Obsessive Compulsive Behavior in Dogs

Obsessive compulsive behavior in dogs often occurs due to canine obsessive compulsive disorder, an anxiety-related disorder in which dogs engage in repetitive and often self-destructive behavior. These dogs may have a history of abuse, or they may have recently experienced a great deal of stress. Read on to learn more about the symptoms, diagnosis and treatment of this canine disorder.

Causes and Risk Factors for Canine Obsessive Compulsive Disorder

Vets don't know exactly what causes dogs to develop obsessive compulsive disorder, but they think that hereditary factors may make some dogs predisposed to the condition. Dogs who suffer this condition often first suffer trauma or extreme stress. Dogs who have been abused, neglected or confined in small spaces without exercise or intellectual stimulation are at the highest risk for developing obsessive compulsive disorder. Dogs are most likely to develop obsessive compulsive disorder between the ages of one and three years, especially if they are experiencing pain, stress or decreased sensory functions at that time.

Symptoms of Canine Obsessive Compulsive Disorder

Dogs with obsessive compulsive disorder do many of the same things that normal dogs do, but they do them repetitively until the behaviors become tiresome and even dangerous. Obsessive compulsive behavior in dogs can include some or all of the following behaviors:

  • Chewing on furniture, rocks, or themselves
  • Licking or sucking on the feet, tail or sides
  • Inappropriate toilet behaviors
  • Digging
  • Pacing
  • Scratching
  • Barking
  • Digging
  • Circling
  • Fence-running
  • Tail-chasing

While most of these behaviors are normal, normal dogs do these things only from time to time. Dogs with obsessive compulsive disorder do them over and over again. They cannot be dissuaded from performing repetitive behaviors, even when the behaviors bring detrimental consequences, such as punishment or self-injury.

Since dogs with obsessive compulsive disorder are often stressed and anxious, they may be jumpy and frightened to be touched. They may seem uncomfortable interacting with familiar others in familiar situations. They may become inexplicably aggressive, or suffer from separation or other forms of anxiety.

Dogs can harm themselves through obsessive compulsive behaviors such as licking, sucking and biting at themselves. Licking, sucking and biting at the tail, flanks and legs can cause hair loss, open sores, bleeding and infection. Dogs who dig obsessively may have bleeding, damaged paws. Obsessive barking may make your dog hoarse, or cause him to lose his voice.
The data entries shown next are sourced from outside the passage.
use std::collections::BTreeMap;

use async_trait::async_trait;
use bilirank_core::{RawComment, TaskRecord, TaskStage};
use bilirank_report::ReportData;
use chrono::{DateTime, Utc};
use tokio::sync::RwLock;

use super::{StoreError, TaskStore};

#[derive(Debug, Default)]
struct State {
    tasks: BTreeMap<String, TaskRecord>,
    reports: BTreeMap<i64, (String, ReportData)>,
    raw_comments: Vec<(String, DateTime<Utc>, RawComment)>,
}

/// In-process [`TaskStore`] for tests and database-less CLI runs.
#[derive(Debug, Default)]
pub struct MemoryTaskStore {
    state: RwLock<State>,
}

impl MemoryTaskStore {
    #[must_use]
    pub fn new() -> Self {
        Self::default()
    }

    pub async fn report(&self, id: i64) -> Option<ReportData> {
        self.state
            .read()
            .await
            .reports
            .get(&id)
            .map(|(_, report)| report.clone())
    }

    pub async fn raw_comment_count(&self, task_id: &str) -> usize {
        self.state
            .read()
            .await
            .raw_comments
            .iter()
            .filter(|(id, _, _)| id == task_id)
            .count()
    }

    /// Overwrites a stored heartbeat. Used to age tasks in tests.
    pub async fn set_heartbeat(&self, task_id: &str, heartbeat: Option<DateTime<Utc>>) {
        if let Some(record) = self.state.write().await.tasks.get_mut(task_id) {
            record.heartbeat_at = heartbeat;
        }
    }
}

fn active_mut<'a>(
    state: &'a mut State,
    task_id: &str,
    next: TaskStage,
) -> Result<&'a mut TaskRecord, StoreError> {
    let record = state
        .tasks
        .get_mut(task_id)
        .ok_or_else(|| StoreError::NotFound(task_id.to_string()))?;
    record.stage.check_transition(next)?;
    Ok(record)
}

#[async_trait]
impl TaskStore for MemoryTaskStore {
    async fn create(&self, record: &TaskRecord) -> Result<(), StoreError> {
        let mut state = self.state.write().await;
        if state.tasks.contains_key(&record.task_id) {
            return Err(StoreError::Duplicate(record.task_id.clone()));
        }
        state.tasks.insert(record.task_id.clone(), record.clone());
        Ok(())
    }

    async fn update_progress(
        &self,
        task_id: &str,
        stage: TaskStage,
        progress: u8,
        message: &str,
    ) -> Result<(), StoreError> {
        let mut state = self.state.write().await;
        let record = active_mut(&mut state, task_id, stage)?;
        record.stage = stage;
        record.progress = record.progress.max(progress.min(100));
        record.message = message.to_string();
        record.heartbeat_at = Some(Utc::now());
        Ok(())
    }

    async fn touch_heartbeat(&self, task_id: &str) -> Result<(), StoreError> {
        let mut state = self.state.write().await;
        let record = state
            .tasks
            .get_mut(task_id)
            .filter(|r| !r.stage.is_terminal())
            .ok_or_else(|| StoreError::NotFound(task_id.to_string()))?;
        record.heartbeat_at = Some(Utc::now());
        Ok(())
    }

    async fn mark_completed(
        &self,
        task_id: &str,
        report_id: Option<i64>,
        message: &str,
    ) -> Result<(), StoreError> {
        let mut state = self.state.write().await;
        let record = active_mut(&mut state, task_id, TaskStage::Completed)?;
        record.stage = TaskStage::Completed;
        record.progress = 100;
        record.message = message.to_string();
        record.report_id = report_id;
        record.heartbeat_at = Some(Utc::now());
        Ok(())
    }

    async fn mark_failed(&self, task_id: &str, error: &str) -> Result<(), StoreError> {
        let mut state = self.state.write().await;
        let record = active_mut(&mut state, task_id, TaskStage::Failed)?;
        record.stage = TaskStage::Failed;
        record.error_message = Some(error.to_string());
        Ok(())
    }

    async fn get(&self, task_id: &str) -> Result<Option<TaskRecord>, StoreError> {
        Ok(self.state.read().await.tasks.get(task_id).cloned())
    }

    async fn list_active(&self) -> Result<Vec<TaskRecord>, StoreError> {
        let state = self.state.read().await;
        let mut active: Vec<TaskRecord> = state
            .tasks
            .values()
            .filter(|r| !r.stage.is_terminal())
            .cloned()
            .collect();
        active.sort_by(|a, b| {
            a.created_at
                .cmp(&b.created_at)
                .then_with(|| a.task_id.cmp(&b.task_id))
        });
        Ok(active)
    }

    async fn fail_stale(
        &self,
        cutoff: DateTime<Utc>,
        error: &str,
    ) -> Result<Vec<String>, StoreError> {
        let mut state = self.state.write().await;
        let mut failed = Vec::new();
        for record in state.tasks.values_mut() {
            let stale = record.heartbeat_at.is_some_and(|beat| beat < cutoff);
            if stale && !record.stage.is_terminal() {
                record.stage = TaskStage::Failed;
                record.error_message = Some(error.to_string());
                failed.push(record.task_id.clone());
            }
        }
        Ok(failed)
    }

    async fn save_report(&self, task_id: &str, report: &ReportData) -> Result<i64, StoreError> {
        let mut state = self.state.write().await;
        let id = state.reports.keys().next_back().map_or(1, |last| last + 1);
        state
            .reports
            .insert(id, (task_id.to_string(), report.clone()));
        Ok(id)
    }

    async fn save_raw_comments(
        &self,
        task_id: &str,
        comments: &[RawComment],
    ) -> Result<u64, StoreError> {
        let now = Utc::now();
        let mut state = self.state.write().await;
        let mut written = 0u64;
        for comment in comments {
            for c in std::iter::once(comment).chain(comment.replies.iter()) {
                let mut flat = c.clone();
                flat.replies.clear();
                state.raw_comments.push((task_id.to_string(), now, flat));
                written += 1;
            }
        }
        Ok(written)
    }

    async fn purge_raw_comments(&self, cutoff: DateTime<Utc>) -> Result<u64, StoreError> {
        let mut state = self.state.write().await;
        let before = state.raw_comments.len();
        state.raw_comments.retain(|(_, stored_at, _)| *stored_at >= cutoff);
        Ok(u64::try_from(before - state.raw_comments.len()).unwrap_or(u64::MAX))
    }
}

#[cfg(test)]
mod tests {
    use bilirank_core::{CoreError, TaskRequest};
    use chrono::Duration;

    use super::*;

    fn record() -> TaskRecord {
        TaskRecord::new(
            TaskRequest::new("耳机", vec!["耳机 推荐".to_string()], vec![], vec![]),
            Utc::now(),
        )
    }

    #[tokio::test]
    async fn duplicate_create_is_rejected() {
        let store = MemoryTaskStore::new();
        let r = record();
        store.create(&r).await.unwrap();
        let result = store.create(&r).await;
        assert!(
            matches!(result, Err(StoreError::Duplicate(_))),
            "expected Duplicate, got: {result:?}"
        );
    }

    #[tokio::test]
    async fn backward_stage_is_rejected() {
        let store = MemoryTaskStore::new();
        let r = record();
        store.create(&r).await.unwrap();
        store
            .update_progress(&r.task_id, TaskStage::Analyzing, 50, "")
            .await
            .unwrap();

        let result = store
            .update_progress(&r.task_id, TaskStage::Scraping, 60, "")
            .await;
        assert!(
            matches!(
                result,
                Err(StoreError::Transition(CoreError::IllegalTransition { .. }))
            ),
            "expected IllegalTransition, got: {result:?}"
        );
    }

    #[tokio::test]
    async fn progress_is_clamped_upwards() {
        let store = MemoryTaskStore::new();
        let r = record();
        store.create(&r).await.unwrap();
        store
            .update_progress(&r.task_id, TaskStage::Scraping, 40, "a")
            .await
            .unwrap();
        store
            .update_progress(&r.task_id, TaskStage::Scraping, 25, "b")
            .await
            .unwrap();
        let stored = store.get(&r.task_id).await.unwrap().unwrap();
        assert_eq!(stored.progress, 40);
        assert_eq!(stored.message, "b");
    }

    #[tokio::test]
    async fn terminal_task_cannot_be_reopened() {
        let store = MemoryTaskStore::new();
        let r = record();
        store.create(&r).await.unwrap();
        store.mark_failed(&r.task_id, "boom").await.unwrap();

        assert!(store.mark_completed(&r.task_id, None, "").await.is_err());
        assert!(store.touch_heartbeat(&r.task_id).await.is_err());
        assert!(store.list_active().await.unwrap().is_empty());
    }

    #[tokio::test]
    async fn fail_stale_skips_fresh_and_legacy_records() {
        let store = MemoryTaskStore::new();
        let old = record();
        let fresh = record();
        let legacy = record();
        for r in [&old, &fresh, &legacy] {
            store.create(r).await.unwrap();
        }
        store
            .set_heartbeat(&old.task_id, Some(Utc::now() - Duration::hours(2)))
            .await;
        store.set_heartbeat(&legacy.task_id, None).await;

        let failed = store
            .fail_stale(Utc::now() - Duration::hours(1), "timed out")
            .await
            .unwrap();

        assert_eq!(failed, vec![old.task_id.clone()]);
        assert_eq!(store.list_active().await.unwrap().len(), 2);
    }

    #[tokio::test]
    async fn raw_comments_flatten_replies_and_purge() {
        let store = MemoryTaskStore::new();
        let root = RawComment {
            rpid: 1,
            replies: vec![RawComment {
                rpid: 2,
                ..RawComment::default()
            }],
            ..RawComment::default()
        };
        assert_eq!(store.save_raw_comments("t", &[root]).await.unwrap(), 2);
        assert_eq!(store.raw_comment_count("t").await, 2);

        let purged = store
            .purge_raw_comments(Utc::now() + Duration::seconds(1))
            .await
            .unwrap();
        assert_eq!(purged, 2);
        assert_eq!(store.raw_comment_count("t").await, 0);
    }
}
If your dog has obsessive compulsive disorder, he will continue to perform his repetitive behaviors despite the injuries they may be causing.

Diagnosing and Treating Obsessive Compulsive Behavior in Dogs

Your vet may perform a wide range of tests before diagnosing obsessive compulsive disorder in your dog. These tests rule out other possible causes of your dog's obsessive compulsive behavior. Once your vet has ruled out all possible physical causes, he may want to watch video of your dog's obsessive compulsive behavior in order to understand it better.

A veterinary behaviorist can help you modify your dog's obsessive compulsive behavior without making it worse. Anti-anxiety drugs can help soothe your dog's obsessive compulsive behavior by relieving the anxiety that inspires them.